Mechanistic basis of breast cancer resistance protein inhibition by new indeno[1,2- b ]indoles

The ATP-binding cassette transporter ABCG2 mediates the efflux of several chemotherapeutic drugs, contributing to the development of multidrug resistance (MDR) in many cancers. The most promising strategy to overcome ABCG2-mediated MDR is the use of specific inhibitors. Despite many efforts, the identification of new potent and specific ABCG2 inhibitors remains urgent. In this study, a structural optimization of indeno[1,2- b ]indole was performed and a new generation of 18 compounds was synthesized and tested as ABCG2 inhibitors. Most compounds showed ABCG2 inhibition with IC 50 values below 0.5 µM. The ratio between cytotoxicity (IG 50 ) and ABCG2 inhibition potency (IC 50 ) was used to identify the best inhibitors.
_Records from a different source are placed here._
//! BIFF8 record builders for the legacy workbook stream

use std::io::{self, Write};

pub const RECORD_BOF: u16 = 0x0809;
pub const RECORD_EOF: u16 = 0x000A;
pub const RECORD_CODEPAGE: u16 = 0x0042;
pub const RECORD_WINDOW1: u16 = 0x003D;
pub const RECORD_FONT: u16 = 0x0031;
pub const RECORD_FORMAT: u16 = 0x041E;
pub const RECORD_XF: u16 = 0x00E0;
pub const RECORD_STYLE: u16 = 0x0293;
pub const RECORD_BOUNDSHEET: u16 = 0x0085;
pub const RECORD_SST: u16 = 0x00FC;
pub const RECORD_CONTINUE: u16 = 0x003C;
pub const RECORD_DEFCOLWIDTH: u16 = 0x0055;
pub const RECORD_COLINFO: u16 = 0x007D;
pub const RECORD_DIMENSIONS: u16 = 0x0200;
pub const RECORD_NUMBER: u16 = 0x0203;
pub const RECORD_LABELSST: u16 = 0x00FD;
pub const RECORD_BOOLERR: u16 = 0x0205;
pub const RECORD_WINDOW2: u16 = 0x023E;

/// Largest record payload; longer data spills into CONTINUE records
pub const MAX_RECORD_DATA: usize = 8224;

pub const BOF_GLOBALS: u16 = 0x0005;
pub const BOF_WORKSHEET: u16 = 0x0010;

/// UTF-16LE code page
pub const CODEPAGE_UTF16: u16 = 1200;

/// `#NUM!` error code
pub const ERROR_NUM: u8 = 0x24;

pub fn push_record(out: &mut Vec<u8>, id: u16, data: &[u8]) {
    out.extend_from_slice(&id.to_le_bytes());
    out.extend_from_slice(&(data.len() as u16).to_le_bytes());
    out.extend_from_slice(data);
}

pub fn write_record<W: Write + ?Sized>(writer: &mut W, id: u16, data: &[u8]) -> io::Result<()> {
    writer.write_all(&id.to_le_bytes())?;
    writer.write_all(&(data.len() as u16).to_le_bytes())?;
    writer.write_all(data)
}

pub fn bof(substream: u16) -> [u8; 16] {
    let mut out = [0u8; 16];
    out[0..2].copy_from_slice(&0x0600u16.to_le_bytes());
    out[2..4].copy_from_slice(&substream.to_le_bytes());
    out[4..6].copy_from_slice(&0x0DBBu16.to_le_bytes());
    out[6..8].copy_from_slice(&0x07CCu16.to_le_bytes());
    out
}

pub fn window1() -> [u8; 18] {
    let mut out = [0u8; 18];
    out[4..6].copy_from_slice(&0x3A5Cu16.to_le_bytes()); // width
    out[6..8].copy_from_slice(&0x23BEu16.to_le_bytes()); // height
    out[8..10].copy_from_slice(&0x0038u16.to_le_bytes()); // scroll bars and tabs
    out[14..16].copy_from_slice(&1u16.to_le_bytes()); // selected tabs
    out[16..18].copy_from_slice(&600u16.to_le_bytes()); // tab ratio
    out
}

pub fn window2() -> [u8; 18] {
    let mut out = [0u8; 18];
    out[0..2].copy_from_slice(&0x02B6u16.to_le_bytes());
    out[6..8].copy_from_slice(&0x0040u16.to_le_bytes()); // gridline colour
    out
}

/// Short unicode string: u8 length, flags, UTF-16LE characters
fn push_short_string(out: &mut Vec<u8>, text: &str) {
    let units: Vec<u16> = text.encode_utf16().take(u8::MAX as usize).collect();
    out.push(units.len() as u8);
    out.push(0x01);
    for unit in units {
        out.extend_from_slice(&unit.to_le_bytes());
    }
}

/// Unicode string with u16 length
fn push_long_string(out: &mut Vec<u8>, text: &str) {
    let units: Vec<u16> = text.encode_utf16().take(u16::MAX as usize).collect();
    out.extend_from_slice(&(units.len() as u16).to_le_bytes());
    out.push(0x01);
    for unit in units {
        out.extend_from_slice(&unit.to_le_bytes());
    }
}

pub fn font(name: &str) -> Vec<u8> {
    let mut out = Vec::with_capacity(16 + name.len() * 2);
    out.extend_from_slice(&200u16.to_le_bytes()); // 10pt in twips
    out.extend_from_slice(&0u16.to_le_bytes());
    out.extend_from_slice(&0x7FFFu16.to_le_bytes()); // automatic colour
    out.extend_from_slice(&400u16.to_le_bytes()); // normal weight
    out.extend_from_slice(&[0, 0, 0, 0, 0, 0]); // escapement, underline, family, charset, reserved
    push_short_string(&mut out, name);
    out
}

pub fn format(id: u16, code: &str) -> Vec<u8> {
    let mut out = Vec::with_capacity(5 + code.len() * 2);
    out.extend_from_slice(&id.to_le_bytes());
    push_long_string(&mut out, code);
    out
}

/// Extended format record. Style XFs have no parent; cell XFs inherit from style XF 0.
pub fn xf(font: u16, number_format: u16, style: bool) -> [u8; 20] {
    let mut out = [0u8; 20];
    out[0..2].copy_from_slice(&font.to_le_bytes());
    out[2..4].copy_from_slice(&number_format.to_le_bytes());
    let protection: u16 = if style { 0xFFF5 } else { 0x0001 };
    out[4..6].copy_from_slice(&protection.to_le_bytes());
    out[6] = 0x20; // bottom aligned
    out[9] = if style { 0xF8 } else { 0x04 }; // used-attribute flags
    out[18..20].copy_from_slice(&0x20C0u16.to_le_bytes()); // default pattern colours
    out
}

/// Built-in "Normal" style bound to XF 0
pub fn style_normal() -> [u8; 4] {
    [0x00, 0x80, 0x00, 0xFF]
}

/// Sheet entry; the stream offset in bytes 0..4 is patched once known
pub fn boundsheet(name: &str) -> Vec<u8> {
    let mut out = Vec::with_capacity(8 + name.len() * 2);
    out.extend_from_slice(&0u32.to_le_bytes());
    out.extend_from_slice(&[0x00, 0x00]); // visible worksheet
    push_short_string(&mut out, name);
    out
}

pub fn codepage(code: u16) -> [u8; 2] {
    code.to_le_bytes()
}

pub fn defcolwidth(chars: u16) -> [u8; 2] {
    chars.to_le_bytes()
}

/// Width of a single column, in characters
pub fn colinfo(column: u16, width_chars: f64, xf: u16) -> [u8; 12] {
    let width = (width_chars * 256.0).round().clamp(0.0, f64::from(u16::MAX)) as u16;
    let mut out = [0u8; 12];
    out[0..2].copy_from_slice(&column.to_le_bytes());
    out[2..4].copy_from_slice(&column.to_le_bytes());
    out[4..6].copy_from_slice(&width.to_le_bytes());
    out[6..8].copy_from_slice(&xf.to_le_bytes());
    out[8..10].copy_from_slice(&0x0006u16.to_le_bytes()); // custom width, user set
    out
}

/// Used range: first row, last row + 1, first column, last column + 1
pub fn dimensions(rows: u32, columns: u16) -> [u8; 14] {
    let mut out = [0u8; 14];
    out[4..8].copy_from_slice(&rows.to_le_bytes());
    out[10..12].copy_from_slice(&columns.to_le_bytes());
    out
}

pub fn number(row: u16, column: u16, xf: u16, value: f64) -> [u8; 14] {
    let mut out = [0u8; 14];
    out[0..2].copy_from_slice(&row.to_le_bytes());
    out[2..4].copy_from_slice(&column.to_le_bytes());
    out[4..6].copy_from_slice(&xf.to_le_bytes());
    out[6..14].copy_from_slice(&value.to_le_bytes());
    out
}

pub fn label_sst(row: u16, column: u16, xf: u16, sst_index: u32) -> [u8; 10] {
    let mut out = [0u8; 10];
    out[0..2].copy_from_slice(&row.to_le_bytes());
    out[2..4].copy_from_slice(&column.to_le_bytes());
    out[4..6].copy_from_slice(&xf.to_le_bytes());
    out[6..10].copy_from_slice(&sst_index.to_le_bytes());
    out
}

pub fn error_cell(row: u16, column: u16, xf: u16, code: u8) -> [u8; 8] {
    let mut out = [0u8; 8];
    out[0..2].copy_from_slice(&row.to_le_bytes());
    out[2..4].copy_from_slice(&column.to_le_bytes());
    out[4..6].copy_from_slice(&xf.to_le_bytes());
    out[6] = code;
    out[7] = 0x01;
    out
}
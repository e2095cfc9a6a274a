//! Workbook containers that stage flushed rows and serialize the final file
//!
//! Both containers receive rows in strictly increasing order, stage them in an
//! append-only temporary file, and package everything in one pass on `finish`.

pub mod biff;
pub mod shared_strings;
pub mod xls;
pub mod xlsx;
pub mod xml_writer;

use crate::config::ExportOptions;
use crate::error::Result;
use crate::profile::{ContainerKind, FormatProfile};
use crate::types::Row;
use crate::width::ColumnWidth;
use chrono::{Datelike, NaiveDate, NaiveDateTime, Timelike};
use std::fs::File;
use std::io::{self, Seek, SeekFrom, Write};

pub use xls::XlsContainer;
pub use xlsx::XlsxContainer;

/// Sink-side half of an export: staged rows in, serialized workbook out
pub trait SheetContainer {
    /// Stage one row; rows arrive in increasing `row.index` order
    fn write_row(&mut self, row: &Row) -> Result<()>;

    /// Apply auto-fitted widths. Containers that cannot size columns return an error.
    fn set_column_widths(&mut self, widths: &[ColumnWidth]) -> Result<()>;

    /// Package the workbook and copy it to `sink`, returning the bytes written
    fn finish(self: Box<Self>, sink: &mut dyn Write) -> Result<u64>;
}

/// Open the container matching `profile`
pub fn open(profile: &FormatProfile, options: &ExportOptions) -> Result<Box<dyn SheetContainer>> {
    Ok(match profile.container {
        ContainerKind::BinaryBlock => Box::new(XlsContainer::new(options)?),
        ContainerKind::ZipPackage => Box::new(XlsxContainer::new(options)?),
    })
}

/// Serial day number in the 1900 date system.
///
/// Serial 1 is 1900-01-01 and serial 60 is the nonexistent 1900-02-29, so
/// every date from 1900-03-01 on is shifted by one. Returns `None` for
/// instants outside 1900-01-01..=9999-12-31.
pub fn excel_serial(dt: &NaiveDateTime) -> Option<f64> {
    let date = dt.date();
    if date.year() < 1900 || date.year() > 9999 {
        return None;
    }
    let epoch = NaiveDate::from_ymd_opt(1899, 12, 31)?;
    let leap_slot = NaiveDate::from_ymd_opt(1900, 3, 1)?;

    let mut days = (date - epoch).num_days();
    if date >= leap_slot {
        days += 1;
    }
    let time = dt.time();
    let seconds =
        time.num_seconds_from_midnight() as f64 + f64::from(time.nanosecond()) / 1_000_000_000.0;
    Some(days as f64 + seconds / 86_400.0)
}

/// Rewind a staging file so it can be copied out
pub(crate) fn rewind(mut file: File) -> io::Result<File> {
    file.seek(SeekFrom::Start(0))?;
    Ok(file)
}
//! Column discovery with a declared-schema path and a first-record fallback

use crate::error::{ExportError, Result, SourceError};
use crate::source::{Record, RecordSource, SchemaLookup};
use crate::types::{AttributeDescriptor, Column};

/// Which strategy produced the column list
#[derive(Debug, Clone, Copy, PartialEq, Eq)]
#[cfg_attr(feature = "serde", derive(serde::Serialize))]
pub enum SchemaStrategy {
    /// The source's declared schema
    Declared,
    /// Introspection of the first record
    FirstRecord,
}

/// Column list plus the record stream it was resolved from.
///
/// When the columns came from the first record, that record is replayed
/// before the rest of the stream, so it is never lost.
pub struct ResolvedSource<S: RecordSource> {
    pub columns: Vec<Column>,
    pub strategy: SchemaStrategy,
    first: Option<S::Record>,
    rest: S::Records,
}

impl<S: RecordSource> ResolvedSource<S> {
    pub fn column_count(&self) -> usize {
        self.columns.len()
    }
}

impl<S: RecordSource> Iterator for ResolvedSource<S> {
    type Item = std::result::Result<S::Record, SourceError>;

    fn next(&mut self) -> Option<Self::Item> {
        if let Some(record) = self.first.take() {
            return Some(Ok(record));
        }
        self.rest.next()
    }
}

/// Resolve the ordered column list of a record source.
///
/// Fails without touching any output when no name can be found for a position.
pub fn resolve<S: RecordSource>(source: S) -> Result<ResolvedSource<S>> {
    let declared = match source.schema() {
        SchemaLookup::Declared(descriptors) => match columns_from(&descriptors) {
            Ok(columns) => Some(columns),
            Err(position) => {
                log::debug!(
                    "declared schema has no name at column {}, introspecting first record",
                    position
                );
                None
            }
        },
        SchemaLookup::Unavailable => {
            log::debug!("declared schema unavailable, introspecting first record");
            None
        }
    };

    let mut records = source.into_records();

    if let Some(columns) = declared {
        return Ok(ResolvedSource {
            columns,
            strategy: SchemaStrategy::Declared,
            first: None,
            rest: records,
        });
    }

    let first = match records.next() {
        Some(record) => record?,
        None => {
            // Nothing declared and nothing to look at: an empty sheet
            log::debug!("record source is empty and has no declared schema");
            return Ok(ResolvedSource {
                columns: Vec::new(),
                strategy: SchemaStrategy::FirstRecord,
                first: None,
                rest: records,
            });
        }
    };

    let descriptors = first
        .descriptors()
        .ok_or_else(|| ExportError::SchemaResolution {
            position: 0,
            reason: "first record cannot describe its attributes".to_string(),
        })?;

    let columns = columns_from(&descriptors).map_err(|position| ExportError::SchemaResolution {
        position,
        reason: "attribute has no name".to_string(),
    })?;

    Ok(ResolvedSource {
        columns,
        strategy: SchemaStrategy::FirstRecord,
        first: Some(first),
        rest: records,
    })
}

/// Columns named by each descriptor's local name; `Err` carries the first unnamed position
fn columns_from(descriptors: &[AttributeDescriptor]) -> std::result::Result<Vec<Column>, usize> {
    descriptors
        .iter()
        .enumerate()
        .map(|(index, d)| match &d.name {
            Some(name) => Ok(Column::new(index, name.local_part())),
            None => Err(index),
        })
        .collect()
}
In addition, it was observed that some indeno[1,2- b ]indole derivatives produced complete inhibition, while others only partially inhibited the transport function of ABCG2. All indeno[1,2- b ]indole derivatives are not transported by ABCG2, and even the partial inhibitors are able to fully chemosensitize cancer cells overexpressing ABCG2. The high affinity of these indeno[1,2- b ]indole derivatives was confirmed by the strong stimulatory effect on ABCG2 ATPase activity. These compounds did not affect the binding of conformation-sensitive antibody 5D3 binding, but stabilized the protein structure, as revealed by the thermostabilization assay. Finally, a docking study showed the indeno[1,2- b ]indole derivatives share the same binding site as the substrate estrone-3-sulfate.